Advocacy groups Safer Chemicals, Healthy Families, and Toxic-Free Future recently released a study that revealed Whole Foods as the worst of five grocery chains in using packaging that contains polyfluoroalkyl substances, or PFAS. This packaging was used for bakery items and takeout food.

The study tested 17 items at Whole Foods and found high levels of fluorine in five of the items. The presence of fluorine means that they were likely treated with some type of PFAS, which is typically used to prevent packaging from leaking. The Amazon-owned grocery chain reported that they removed the packaging from all stores on Dec. 11, 2018.

Whole Foods has long been praised for its high standards of healthy food and consumer-friendly hot-food bar and salad bar. Yet, four of the five items with high fluorine levels were containers for those food bars. According to an emailed statement from the grocery chain to Bloomberg, they had introduced compostable containers in an attempt to reduce their environmental footprint.

The newly discovered possibility of present PFAS in those compostable containers is leading the company to seek new packaging. While recycled boxes and bags are a reliable option to ship goods via eco-friendly transportation, Whole Foods is working with suppliers to specifically find biodegradable packaging.

There are multiple concerns surrounding PFAS that spurned the advocacy groups to rate Whole Foods the worst among the studied chains. The first concern is that the chemicals seep into the food the containers hold and then linger for a long period in the human body. Some types of the chemical have been shown to promote cancer or interfere with the immune system, but those have been phased out from production.
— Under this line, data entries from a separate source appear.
//! Validation errors

use thiserror::Error;

/// Errors reported by attribute validators
#[derive(Debug, Error, Clone, PartialEq, Eq)]
pub enum ValidationError {
    /// Value is not valid standard base64
    #[error("value must be base64 encoded: {0}")]
    InvalidBase64(String),

    /// Value is not an RFC 3339 timestamp
    #[error("value must be an RFC 3339 date-time: {0}")]
    InvalidDateTime(String),

    /// Value is not a DNS-1123 subdomain
    #[error("invalid name {value:?}: {reason}")]
    InvalidName {
        /// Offending value
        value: String,
        /// Why it was rejected
        reason: String,
    },

    /// Map key is not a qualified name
    #[error("invalid key {key:?}: {reason}")]
    InvalidKey {
        /// Offending key
        key: String,
        /// Why it was rejected
        reason: String,
    },

    /// Label value is malformed
    #[error("invalid value {value:?} for label {key:?}: {reason}")]
    InvalidLabelValue {
        /// Label key
        key: String,
        /// Offending value
        value: String,
        /// Why it was rejected
        reason: String,
    },

    /// Annotations exceed the total size limit
    #[error("annotations are too large: {size} bytes, must be no more than {limit} bytes")]
    AnnotationsTooLarge {
        /// Total size of keys and values
        size: usize,
        /// Maximum allowed size
        limit: usize,
    },

    /// Integer lies outside the range of its declared type
    #[error("value {value} is out of range, {}", describe_range(*min, *max))]
    OutOfRange {
        /// Offending value
        value: i128,
        /// Smallest accepted value
        min: Option<i64>,
        /// Largest accepted value
        max: Option<i64>,
    },

    /// Value is not one of the allowed values
    #[error("value {value:?} must be one of: {}", allowed.join(", "))]
    NotOneOf {
        /// Offending value
        value: String,
        /// Allowed values
        allowed: Vec<String>,
    },
}

/// Text form of an inclusive integer range
pub fn describe_range(min: Option<i64>, max: Option<i64>) -> String {
    match (min, max) {
        (Some(min), Some(max)) => format!("must be between {} and {}", min, max),
        (Some(min), None) => format!("must be at least {}", min),
        (None, Some(max)) => format!("must be at most {}", max),
        (None, None) => "any integer is accepted".to_string(),
    }
}
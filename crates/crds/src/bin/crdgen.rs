//! Print every supported CRD as a multi-document YAML stream.

fn main() {
    for crd in crds::all_crds() {
        match serde_yaml::to_string(&crd) {
            Ok(yaml) => print!("---\n{}", yaml),
            Err(e) => {
                eprintln!("failed to serialize CRD: {}", e);
                std::process::exit(1);
            }
        }
    }
}
//! Attribute validators
//!
//! Stateless checks attached to schema attributes. Every validator accepts a
//! `serde_json::Value` and ignores values of a type it does not apply to;
//! type checking is done by the schema before validators run.

pub mod base64;
pub mod datetime;
pub mod error;
pub mod labels;
pub mod name;
pub mod validator;

pub use error::ValidationError;
pub use validator::Validator;
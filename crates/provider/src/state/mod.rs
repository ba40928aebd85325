//! Resource state
//!
//! State records what was rendered for each resource address. It is the only
//! thing persisted between operations; there is no cluster to compare against.
//!
//! Backends:
//! - `file.rs` - JSON state file on disk
//! - `memory.rs` - in-memory map, for tests and embedding

mod file;
mod memory;

pub use file::FileStateStore;
pub use memory::MemoryStateStore;

use serde::{Deserialize, Serialize};
use serde_json::Value;
use thiserror::Error;

/// Stored state of one manifest resource
#[derive(Debug, Clone, PartialEq, Serialize, Deserialize)]
pub struct ResourceState {
    /// Resource type name, e.g. `k8s_cert_manager_io_certificate_v1_manifest`
    pub type_name: String,

    /// Nanosecond timestamp assigned on create
    pub id: String,

    /// Rendered manifest
    pub yaml: String,

    /// Configuration the manifest was rendered from
    pub attributes: Value,
}

/// Errors from state backends
#[derive(Debug, Error)]
pub enum StateError {
    /// Reading or writing the state file failed
    #[error("I/O error: {0}")]
    Io(#[from] std::io::Error),

    /// State file is not valid JSON or has the wrong shape
    #[error("Corrupt state: {0}")]
    Corrupt(#[from] serde_json::Error),

    /// State file was written by an incompatible version
    #[error("Unsupported state version {found}, expected {expected}")]
    UnsupportedVersion {
        /// Version in the file
        found: u32,
        /// Version this build understands
        expected: u32,
    },

    /// In-memory store lock was poisoned by a panicking writer
    #[error("State lock poisoned")]
    Poisoned,
}

/// Storage backend for resource state, keyed by resource address
pub trait StateStore: Send + Sync {
    /// State stored at `address`, if any
    fn get(&self, address: &str) -> Result<Option<ResourceState>, StateError>;

    /// Store (or replace) the state at `address`
    fn put(&self, address: &str, state: ResourceState) -> Result<(), StateError>;

    /// Remove the state at `address`, returning what was stored
    fn remove(&self, address: &str) -> Result<Option<ResourceState>, StateError>;

    /// All stored states, ordered by address
    fn list(&self) -> Result<Vec<(String, ResourceState)>, StateError>;
}
//! ExternalSecret Custom Resource Definition
//!
//! Fetches values from an external secret manager into a Kubernetes Secret.

use kube::CustomResource;
use schemars::JsonSchema;
use serde::{Deserialize, Serialize};
use utilities::DynamicValue;

/// ExternalSecretSpec defines the desired state of an ExternalSecret
#[derive(CustomResource, Debug, Clone, Serialize, Deserialize, JsonSchema, PartialEq)]
#[kube(
    group = "external-secrets.io",
    version = "v1beta1",
    kind = "ExternalSecret",
    namespaced
)]
#[serde(rename_all = "camelCase")]
pub struct ExternalSecretSpec {
    /// Store the values are fetched from
    pub secret_store_ref: SecretStoreRef,

    /// Secret the values are written to
    #[serde(default, skip_serializing_if = "Option::is_none")]
    pub target: Option<ExternalSecretTarget>,

    /// How often values are re-fetched, e.g. "1h"
    #[serde(default, skip_serializing_if = "Option::is_none")]
    pub refresh_interval: Option<String>,

    /// Individual keys to fetch
    #[serde(default, skip_serializing_if = "Vec::is_empty")]
    pub data: Vec<ExternalSecretData>,

    /// Whole remote objects to fetch, provider specific
    #[serde(default, skip_serializing_if = "Vec::is_empty")]
    pub data_from: Vec<DynamicValue>,
}

/// Reference to a SecretStore or ClusterSecretStore
#[derive(Debug, Clone, Serialize, Deserialize, JsonSchema, PartialEq, Eq)]
#[serde(rename_all = "camelCase")]
pub struct SecretStoreRef {
    /// Name of the store
    pub name: String,

    /// SecretStore or ClusterSecretStore, SecretStore when unset
    #[serde(default, skip_serializing_if = "Option::is_none")]
    pub kind: Option<String>,
}

/// Target Secret settings
#[derive(Debug, Clone, Default, Serialize, Deserialize, JsonSchema, PartialEq)]
#[serde(rename_all = "camelCase")]
pub struct ExternalSecretTarget {
    /// Secret name, the ExternalSecret name when unset
    #[serde(default, skip_serializing_if = "Option::is_none")]
    pub name: Option<String>,

    /// Ownership of the target Secret
    #[serde(default, skip_serializing_if = "Option::is_none")]
    pub creation_policy: Option<CreationPolicy>,

    /// What happens to the Secret when the remote value disappears
    #[serde(default, skip_serializing_if = "Option::is_none")]
    pub deletion_policy: Option<DeletionPolicy>,

    /// Template for the Secret contents
    #[serde(default, skip_serializing_if = "Option::is_none")]
    pub template: Option<DynamicValue>,

    /// Make the Secret immutable
    #[serde(default, skip_serializing_if = "Option::is_none")]
    pub immutable: Option<bool>,
}

/// Ownership of the target Secret
#[derive(Debug, Clone, Serialize, Deserialize, JsonSchema, PartialEq, Eq)]
pub enum CreationPolicy {
    Owner,
    Orphan,
    Merge,
    None,
}

/// Behaviour when the remote value is deleted
#[derive(Debug, Clone, Serialize, Deserialize, JsonSchema, PartialEq, Eq)]
pub enum DeletionPolicy {
    Delete,
    Merge,
    Retain,
}

/// Maps one remote value to one Secret key
#[derive(Debug, Clone, Serialize, Deserialize, JsonSchema, PartialEq, Eq)]
#[serde(rename_all = "camelCase")]
pub struct ExternalSecretData {
    /// Key in the target Secret
    pub secret_key: String,

    /// Remote value location
    pub remote_ref: ExternalSecretDataRemoteRef,
}

/// Location of a value in the external store
#[derive(Debug, Clone, Serialize, Deserialize, JsonSchema, PartialEq, Eq)]
#[serde(rename_all = "camelCase")]
pub struct ExternalSecretDataRemoteRef {
    /// Remote key
    pub key: String,

    /// Property within a structured remote value
    #[serde(default, skip_serializing_if = "Option::is_none")]
    pub property: Option<String>,

    /// Remote value version
    #[serde(default, skip_serializing_if = "Option::is_none")]
    pub version: Option<String>,
}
Researchers have yet to test newer varieties of PFAS, but scientists say that those that they have examined show issues. The primary issue is that while the container itself may be compostable and biodegradable, the chemicals are not. When the containers go to landfills and start to compost, the PFAS can contaminate surrounding soil and water. This, of course, is highly dangerous as ground water accounts for over 95% of the nation’s available fresh water and is the source of drinking water for roughly 50% of the country’s residents.

The study found that other grocers, including Albertsons and Kroger, also tested positive for PFAS but with fewer items. The only company that has zero items containing the substance was Trader Joe’s.